→ **What you should do**:
Word for word, transcribe the data below from the line with "observation can hold" to the line with "self.items.is_empty()", keeping both of those lines.

→ **Collected data**:
————
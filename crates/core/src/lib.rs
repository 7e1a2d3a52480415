//! Core traits and types for k-means clustering.
//!
//! This crate defines the shared abstractions that the clustering engine and
//! its observers build on:
//!
//! - [`Number`] — the element types an observation can hold
//! - [`Observation`] — per-axis access to a single data point
//! - [`Observations`] — a restartable sequence of observations with a shared degree
//! - [`Dataset`] — an owned [`Observations`] backed by a `Vec`
//! - [`Observer`] — receives search events and optionally returns control actions
//! - [`math`] — squared distance, range, sum, center, and average distance
//! - [`normalize`] — min-max normalization, streaming and eager

mod dataset;
mod error;
mod number;
mod observation;
mod observer;

pub mod math;
pub mod normalize;

pub use dataset::Dataset;
pub use error::Error;
pub use number::Number;
pub use observation::{Observation, Observations};
pub use observer::Observer;
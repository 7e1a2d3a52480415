/// Actions an observer can take during the cluster search.
#[derive(Debug, Clone, Copy, PartialEq, Eq)]
pub enum Action {
    /// Stop after the current candidate and return the best solution so far.
    ///
    /// The candidate that triggered the stop is still eligible to be best.
    StopEarly,
}
use kmeans_core::{Number, Observation, Observations};

/// The observations currently assigned to one [`Cluster`](crate::Cluster).
///
/// The list holds the handles the dataset yielded (references for borrowed
/// data), never copies of the underlying values. It only grows through
/// [`Cluster::append`](crate::Cluster::append) and is emptied by
/// [`Cluster::reset`](crate::Cluster::reset).
#[derive(Debug, Clone, PartialEq)]
pub struct ObservationList<O> {
    items: Vec<O>,
    degree: usize,
}

impl<O> ObservationList<O> {
    /// Creates an empty list for observations with `degree` axes.
    #[must_use]
    pub fn new(degree: usize) -> Self {
        Self {
            items: Vec::new(),
            degree,
        }
    }

    /// Number of values in each observation.
    #[must_use]
    pub fn degree(&self) -> usize {
        self.degree
    }

    /// Returns the number of assigned observations.
    #[must_use]
    pub fn len(&self) -> usize {
        self.items.len()
    }

    /// Returns `true` if nothing is assigned.
    #[must_use]
    pub fn is_empty(&self) -> bool {
        self.items.is_empty()
    }

    /// Returns the assigned observations in assignment order.
    #[must_use]
    pub fn as_slice(&self) -> &[O] {
        &self.items
    }

    /// Returns an iterator over the assigned observations.
    pub fn iter(&self) -> std::slice::Iter<'_, O> {
        self.items.iter()
    }

    pub(crate) fn push(&mut self, observation: O) {
        self.items.push(observation);
    }

    pub(crate) fn clear(&mut self) {
        self.items.clear();
    }
}

impl<'a, O> IntoIterator for &'a ObservationList<O> {
    type Item = &'a O;
    type IntoIter = std::slice::Iter<'a, O>;

    fn into_iter(self) -> Self::IntoIter {
        self.items.iter()
    }
}

/// A cluster's members can be walked like any other observation set, for
/// example to normalize or sub-cluster them.
impl<T, O> Observations<T> for ObservationList<O>
where
    T: Number,
    O: Observation<T>,
{
    type Item<'a>
        = &'a O
    where
        Self: 'a;

    fn observations(&self) -> impl Iterator<Item = &O> {
        self.items.iter()
    }

    fn degree(&self) -> usize {
        self.degree
    }
}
————
→ **Exercise output**:
//! - [`Number`] — the element types an observation can hold
//! - [`Observation`] — per-axis access to a single data point
//! - [`Observations`] — a restartable sequence of observations with a shared degree
//! - [`Dataset`] — an owned [`Observations`] backed by a `Vec`
//! - [`Observer`] — receives search events and optionally returns control actions
//! - [`math`] — squared distance, range, sum, center, and average distance
//! - [`normalize`] — min-max normalization, streaming and eager

mod dataset;
mod error;
mod number;
mod observation;
mod observer;

pub mod math;
pub mod normalize;

pub use dataset::Dataset;
pub use error::Error;
pub use number::Number;
pub use observation::{Observation, Observations};
pub use observer::Observer;
repository 7e1a2d3a52480415
/// Actions an observer can take during the cluster search.
#[derive(Debug, Clone, Copy, PartialEq, Eq)]
pub enum Action {
    /// Stop after the current candidate and return the best solution so far.
    ///
    /// The candidate that triggered the stop is still eligible to be best.
    StopEarly,
}
use kmeans_core::{Number, Observation, Observations};

/// The observations currently assigned to one [`Cluster`](crate::Cluster).
///
/// The list holds the handles the dataset yielded (references for borrowed
/// data), never copies of the underlying values. It only grows through
/// [`Cluster::append`](crate::Cluster::append) and is emptied by
/// [`Cluster::reset`](crate::Cluster::reset).
#[derive(Debug, Clone, PartialEq)]
pub struct ObservationList<O> {
    items: Vec<O>,
    degree: usize,
}

impl<O> ObservationList<O> {
    /// Creates an empty list for observations with `degree` axes.
    #[must_use]
    pub fn new(degree: usize) -> Self {
        Self {
            items: Vec::new(),
            degree,
        }
    }

    /// Number of values in each observation.
    #[must_use]
    pub fn degree(&self) -> usize {
        self.degree
    }

    /// Returns the number of assigned observations.
    #[must_use]
    pub fn len(&self) -> usize {
        self.items.len()
    }

    /// Returns `true` if nothing is assigned.
    #[must_use]
    pub fn is_empty(&self) -> bool {
        self.items.is_empty()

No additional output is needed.